A:パーキンソン症状の治療薬として使用されることがあるセレギリン(エフピーⓇ)などMAO-B阻害薬は、術中術後鎮痛に用いられるオピオイドと併用した場合、パーキンソン症状の悪化や自律神経症状、精神症状などをきたすことが知られています(セロトニン症候群)。したがって、MAO-B阻害薬は事前に中止になっていることも多いかと思いますが、内服が継続されている場合は周術期に鎮痛目的のオピオイドは使用しないことが推奨されます。

また、フェンタニル、レミフェンタニル、モルヒネなどはDLB・パーキンソン病の筋強剛の症状を増悪させることがあり、使用された場合は抜管時などに注意が必要です。

メトクロプラミド(プリンペランⓇ)、プロクロルペラジン(ノバミンⓇ)などよく使用される制吐剤には中枢性の抗ドパミン作用があり、DLB患者さんには使用を避けるほうが無難です。代替薬として、ドンペリドン(ナウゼリンⓇ)の坐剤などが推奨されます。

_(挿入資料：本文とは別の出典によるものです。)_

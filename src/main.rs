use std::path::Path;
use std::process;

use venule::flags::Flags;
use venule::shell::Shell;

fn main() -> Result<(), venule::error::ShellError> {
    let mut flags = Flags::new();
    let args: Vec<String> = std::env::args().skip(1).collect();
    flags.parse(&args)?;

    if flags.is_set("help") {
        flags.print_help();
        return Ok(());
    }

    if flags.is_set("version") {
        println!("Venule {}", env!("CARGO_PKG_VERSION"));
        return Ok(());
    }

    let script = flags.script().cloned();
    let mut shell = Shell::new(flags)?;

    let code = match script {
        Some(path) => shell.run_script(Path::new(&path))?,
        None => shell.run()?,
    };
    process::exit(code);
}
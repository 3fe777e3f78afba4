use super::{Command, CommandError, Outcome};
use crate::core::state::ShellState;

/// `setenv NAME VALUE`: exactly two arguments, overwrites an existing entry.
#[derive(Clone)]
pub struct SetenvCommand;

impl Default for SetenvCommand {
    fn default() -> Self {
        Self::new()
    }
}

impl SetenvCommand {
    pub fn new() -> Self {
        Self
    }
}

impl Command for SetenvCommand {
    fn execute(&self, args: &[String], state: &mut ShellState) -> Result<Outcome, CommandError> {
        if args.len() != 2 {
            return Err(CommandError::InvalidArguments(
                "usage: setenv NAME VALUE".to_string(),
            ));
        }

        state
            .env
            .set(&args[0], &args[1])
            .map_err(|e| CommandError::InvalidArguments(format!("setenv: {}", e)))?;

        Ok(Outcome::Status(0))
    }
}

/// `unsetenv NAME`: exactly one argument; removing an absent name succeeds.
#[derive(Clone)]
pub struct UnsetenvCommand;

impl Default for UnsetenvCommand {
    fn default() -> Self {
        Self::new()
    }
}

impl UnsetenvCommand {
    pub fn new() -> Self {
        Self
    }
}

impl Command for UnsetenvCommand {
    fn execute(&self, args: &[String], state: &mut ShellState) -> Result<Outcome, CommandError> {
        if args.len() != 1 {
            return Err(CommandError::InvalidArguments(
                "usage: unsetenv NAME".to_string(),
            ));
        }

        state.env.remove(&args[0]);
        Ok(Outcome::Status(0))
    }
}
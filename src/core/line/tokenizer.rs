/// Truncates the line at the first `#`. There is no quoting, so every `#` is
/// a comment marker.
pub fn strip_comment(line: &str) -> &str {
    match line.find('#') {
        Some(pos) => &line[..pos],
        None => line,
    }
}

/// Splits text into words on runs of spaces and tabs. No quoting, no
/// escaping. Blank input yields no tokens and the caller skips the segment.
pub fn tokenize(text: &str) -> Vec<&str> {
    text.split([' ', '\t']).filter(|w| !w.is_empty()).collect()
}
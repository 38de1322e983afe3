use crate::backoff::Backoff;
use crate::config::BackoffConfig;
use crate::jitter::{JitterSource, SeededSource, ThreadRandom};
use crate::output::{emit_data, wrap_ok, OutputFormat};
use crate::util::{to_ms, to_seconds};
use anyhow::{Context, Result};
use clap::{Args, Parser, Subcommand, ValueEnum};
use serde_json::{json, Value as JsonValue};
use std::path::PathBuf;
use tracing::{info, warn};

#[derive(Parser, Debug)]
#[command(
    name = "justbackoff",
    about = "Print exponential backoff delays",
    disable_help_subcommand = true,
    after_help = r#"Examples:
  justbackoff schedule --attempts 8
  justbackoff --factor 1.5 --jitter --seed 42 schedule --json
  justbackoff attempt 3
  JUSTBACKOFF_MIN_MS=250 justbackoff config show
  justbackoff convert to-seconds 1500"#
)]
#[command(arg_required_else_help = true)]
pub struct Cli {
    /// Config file (defaults to the per-user config.yaml)
    #[arg(long, global = true)]
    pub config: Option<PathBuf>,
    /// Minimum delay in milliseconds
    #[arg(long = "min-ms", global = true, allow_negative_numbers = true)]
    pub min_ms: Option<f64>,
    /// Maximum delay in milliseconds
    #[arg(long = "max-ms", global = true, allow_negative_numbers = true)]
    pub max_ms: Option<f64>,
    /// Growth factor per attempt
    #[arg(long, global = true, allow_negative_numbers = true)]
    pub factor: Option<f64>,
    /// Randomize delays between min-ms and the unjittered delay
    #[arg(long, global = true, conflicts_with = "no_jitter")]
    pub jitter: bool,
    /// Disable jitter even when the config file or environment enables it
    #[arg(long = "no-jitter", global = true)]
    pub no_jitter: bool,
    /// Seed for reproducible jitter
    #[arg(long, global = true)]
    pub seed: Option<u64>,
    /// JSON output
    #[arg(long, global = true)]
    pub json: bool,
    /// Verbose logging
    #[arg(long, global = true)]
    pub verbose: bool,
    /// Debug logging
    #[arg(long, global = true)]
    pub debug: bool,
    /// Color control
    #[arg(long, global = true, value_enum)]
    pub color: Option<ColorChoice>,

    #[command(subcommand)]
    pub command: Commands,
}

#[derive(Clone, Debug, ValueEnum)]
pub enum ColorChoice {
    Always,
    Auto,
    Never,
}

#[derive(Subcommand, Debug)]
pub enum Commands {
    /// Delays produced by consecutive calls
    Schedule(ScheduleArgs),
    /// Delay for a single attempt number
    Attempt {
        #[arg(allow_negative_numbers = true)]
        attempt: f64,
    },
    Convert(ConvertCmd),
    Config(ConfigCmd),
}

#[derive(Args, Debug)]
pub struct ScheduleArgs {
    /// Number of delays to print
    #[arg(long, default_value_t = 5)]
    pub attempts: u32,
    /// Reset the counter after this many delays
    #[arg(long = "reset-after")]
    pub reset_after: Option<u32>,
}

#[derive(Args, Debug)]
pub struct ConvertCmd {
    #[command(subcommand)]
    sub: ConvertSub,
}
#[derive(Subcommand, Debug)]
pub enum ConvertSub {
    ToSeconds {
        #[arg(allow_negative_numbers = true)]
        milliseconds: f64,
    },
    ToMs {
        #[arg(allow_negative_numbers = true)]
        seconds: f64,
    },
}

#[derive(Args, Debug)]
pub struct ConfigCmd {
    #[command(subcommand)]
    sub: ConfigSub,
}
#[derive(Subcommand, Debug)]
pub enum ConfigSub {
    Show,
    Path,
    /// Write the effective settings to the config file
    Init {
        #[arg(long)]
        force: bool,
    },
}

pub fn run(cli: Cli) -> Result<()> {
    let mut cfg = load_config(&cli)?;
    cfg.apply_env().context("apply environment")?;
    apply_overrides(&cli, &mut cfg);
    for w in cfg.check() {
        warn!("{}", w);
    }

    match &cli.command {
        Commands::Schedule(args) => run_schedule(args, &cfg, &cli),
        Commands::Attempt { attempt } => run_attempt(*attempt, &cfg, &cli),
        Commands::Convert(cmd) => run_convert(cmd, &cli),
        Commands::Config(cmd) => run_config(cmd, &cfg, &cli),
    }
}

/// Flag values win over the file and the environment.
pub fn apply_overrides(cli: &Cli, cfg: &mut BackoffConfig) {
    if let Some(v) = cli.min_ms {
        cfg.min_ms = v;
    }
    if let Some(v) = cli.max_ms {
        cfg.max_ms = v;
    }
    if let Some(v) = cli.factor {
        cfg.factor = v;
    }
    if cli.jitter {
        cfg.jitter = true;
    } else if cli.no_jitter {
        cfg.jitter = false;
    }
}

// `config path` and `config init` may name a file that does not exist yet
fn load_config(cli: &Cli) -> Result<BackoffConfig> {
    let targets_file = matches!(
        &cli.command,
        Commands::Config(ConfigCmd {
            sub: ConfigSub::Path | ConfigSub::Init { .. }
        })
    );
    match cli.config.as_deref() {
        Some(p) if targets_file && !p.exists() => Ok(BackoffConfig::default()),
        path => BackoffConfig::load(path).context("load config"),
    }
}

fn fmt_from_cli(cli: &Cli) -> OutputFormat {
    if cli.json {
        OutputFormat::Json
    } else {
        OutputFormat::Yaml
    }
}

fn backoff_from(cfg: &BackoffConfig, cli: &Cli) -> Backoff<Box<dyn JitterSource>> {
    let source: Box<dyn JitterSource> = match cli.seed {
        Some(seed) => Box::new(SeededSource::new(seed)),
        None => Box::new(ThreadRandom),
    };
    cfg.build_with_source(source)
}

fn settings(cfg: &BackoffConfig) -> JsonValue {
    json!({
        "min_ms": cfg.min_ms,
        "max_ms": cfg.max_ms,
        "factor": cfg.factor,
        "jitter": cfg.jitter,
    })
}

fn delay_row(attempt: f64, seconds: f64) -> JsonValue {
    json!({
        "attempt": attempt,
        "seconds": seconds,
        "ms": to_ms(seconds),
    })
}

/// Simulates `attempts` calls to `duration()`, resetting after `reset_after`
/// of them when asked.
pub fn schedule<R: JitterSource>(b: &mut Backoff<R>, attempts: u32, reset_after: Option<u32>) -> Vec<JsonValue> {
    let mut rows = Vec::with_capacity(attempts as usize);
    for i in 0..attempts {
        if reset_after == Some(i) {
            b.reset();
        }
        let attempt = b.attempt();
        let seconds = b.duration();
        rows.push(delay_row(attempt, seconds));
    }
    rows
}

fn run_schedule(args: &ScheduleArgs, cfg: &BackoffConfig, cli: &Cli) -> Result<()> {
    let mut b = backoff_from(cfg, cli);
    let rows = schedule(&mut b, args.attempts, args.reset_after);
    info!(count = rows.len(), "computed schedule");

    let mut meta = settings(cfg);
    if let Some(obj) = meta.as_object_mut() {
        obj.insert("next_attempt".into(), json!(b.attempt()));
        if let Some(k) = args.reset_after {
            obj.insert("reset_after".into(), json!(k));
        }
    }
    emit_data(&fmt_from_cli(cli), &wrap_ok(&JsonValue::Array(rows), Some(meta)))
}

fn run_attempt(attempt: f64, cfg: &BackoffConfig, cli: &Cli) -> Result<()> {
    let b = backoff_from(cfg, cli);
    let row = delay_row(attempt, b.for_attempt(attempt));
    emit_data(&fmt_from_cli(cli), &wrap_ok(&row, Some(settings(cfg))))
}

fn run_convert(cmd: &ConvertCmd, cli: &Cli) -> Result<()> {
    let data = match &cmd.sub {
        ConvertSub::ToSeconds { milliseconds } => json!({ "seconds": to_seconds(*milliseconds) }),
        ConvertSub::ToMs { seconds } => json!({ "ms": to_ms(*seconds) }),
    };
    emit_data(&fmt_from_cli(cli), &wrap_ok(&data, None))
}

fn config_target(cli: &Cli) -> Result<PathBuf> {
    match &cli.config {
        Some(p) => Ok(p.clone()),
        None => BackoffConfig::config_path().context("resolve config path"),
    }
}

fn run_config(cmd: &ConfigCmd, cfg: &BackoffConfig, cli: &Cli) -> Result<()> {
    match &cmd.sub {
        ConfigSub::Show => {
            let warnings: Vec<JsonValue> = cfg
                .check()
                .iter()
                .map(|w| JsonValue::String(w.to_string()))
                .collect();
            let meta = json!({ "warnings": warnings });
            emit_data(&fmt_from_cli(cli), &wrap_ok(&settings(cfg), Some(meta)))
        }
        ConfigSub::Path => {
            let path = config_target(cli)?;
            emit_data(&OutputFormat::Raw, &JsonValue::String(path.display().to_string()))
        }
        ConfigSub::Init { force } => {
            let path = config_target(cli)?;
            if path.exists() && !force {
                anyhow::bail!("{} already exists; pass --force to overwrite", path.display());
            }
            cfg.save(&path).context("save config")?;
            emit_data(
                &fmt_from_cli(cli),
                &json!({ "status": "ok", "path": path.display().to_string() }),
            )
        }
    }
}

#[cfg(test)]
mod tests {
    use super::*;
    use crate::jitter::FixedSource;

    #[test]
    fn schedule_resets_midway() {
        let mut b = Backoff::with_source(100.0, 10_000.0, 2.0, false, FixedSource(0.0));
        let rows = schedule(&mut b, 4, Some(3));
        let secs: Vec<f64> = rows.iter().map(|r| r["seconds"].as_f64().unwrap()).collect();
        assert_eq!(secs, vec![0.1, 0.2, 0.4, 0.1]);
        assert_eq!(rows[3]["attempt"].as_f64(), Some(0.0));
        assert_eq!(b.attempt(), 1.0);
    }

    #[test]
    fn flags_override_jitter_both_ways() {
        let mut cfg = BackoffConfig {
            jitter: true,
            ..Default::default()
        };
        let cli = Cli::try_parse_from(["justbackoff", "--no-jitter", "--factor", "3", "attempt", "1"]).unwrap();
        apply_overrides(&cli, &mut cfg);
        assert!(!cfg.jitter);
        assert_eq!(cfg.factor, 3.0);

        let cli = Cli::try_parse_from(["justbackoff", "--jitter", "attempt", "1"]).unwrap();
        apply_overrides(&cli, &mut cfg);
        assert!(cfg.jitter);

        assert!(Cli::try_parse_from(["justbackoff", "--jitter", "--no-jitter", "attempt", "1"]).is_err());
    }

    #[test]
    fn cli_parses_negative_settings() {
        let cli = Cli::try_parse_from(["justbackoff", "--min-ms", "-5", "attempt", "2"]).unwrap();
        assert_eq!(cli.min_ms, Some(-5.0));
        assert!(matches!(cli.command, Commands::Attempt { attempt } if attempt == 2.0));
    }
}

術後せん妄などで使用されることがあるハロペリドール(セレネースⓇ)などの「定型」抗精神病薬はDLB特有の薬剤過敏性の原因となり、パーキンソン症状や自律神経症状の増悪をきたしますので原則使用しません。

 



Q:幻視・幻聴があるDLBの方(疑い)が「家族みんなが幻聴と言ってくるけど私にはちゃんと見えているし聞こえている」と仰っているケースでは、ご家族側の対応を変えていただくことが1番なのでしょうか。否定はしないようにと伝えてはいますが、同居ご家族も精神疾患があるようであまり負担をかけることが出来ず対応に悩んでいます。また、DLBの症状の中には夜間泣いてしまうなど精神状態が不安定となるものもあるのでしょうか。

A:ご相談のケースでは、ご本人が感じておられることとご家族の主張に食い違いがあり、コミュニケーションがうまくとれていないことが推察されます。また、一般論としては、DLBに伴ううつや不安の一症状として、寂しさを訴えられたり、精神状態が不安定になることは少なくありません。したがって、すでに実践されている通り、ご本人の言を否定してかかることをまずは避けるようお話しするのが基本となりますが、お困りのように、ご家族も疾患を抱えておられる場合には適切な対応が困難になることがしばしばあります。相応しい対応策は個々の状況によって異なってきますが、介護の役割を分担できる第三者の介入(訪問サービスや施設利用)が必要となるケースが多いかと思います。訴えを理解してくれる人間が周りにいることで気持ちの安定や症状緩和につながる場合が多いですので、環境の調整は治療の重要な一側面であると考えます。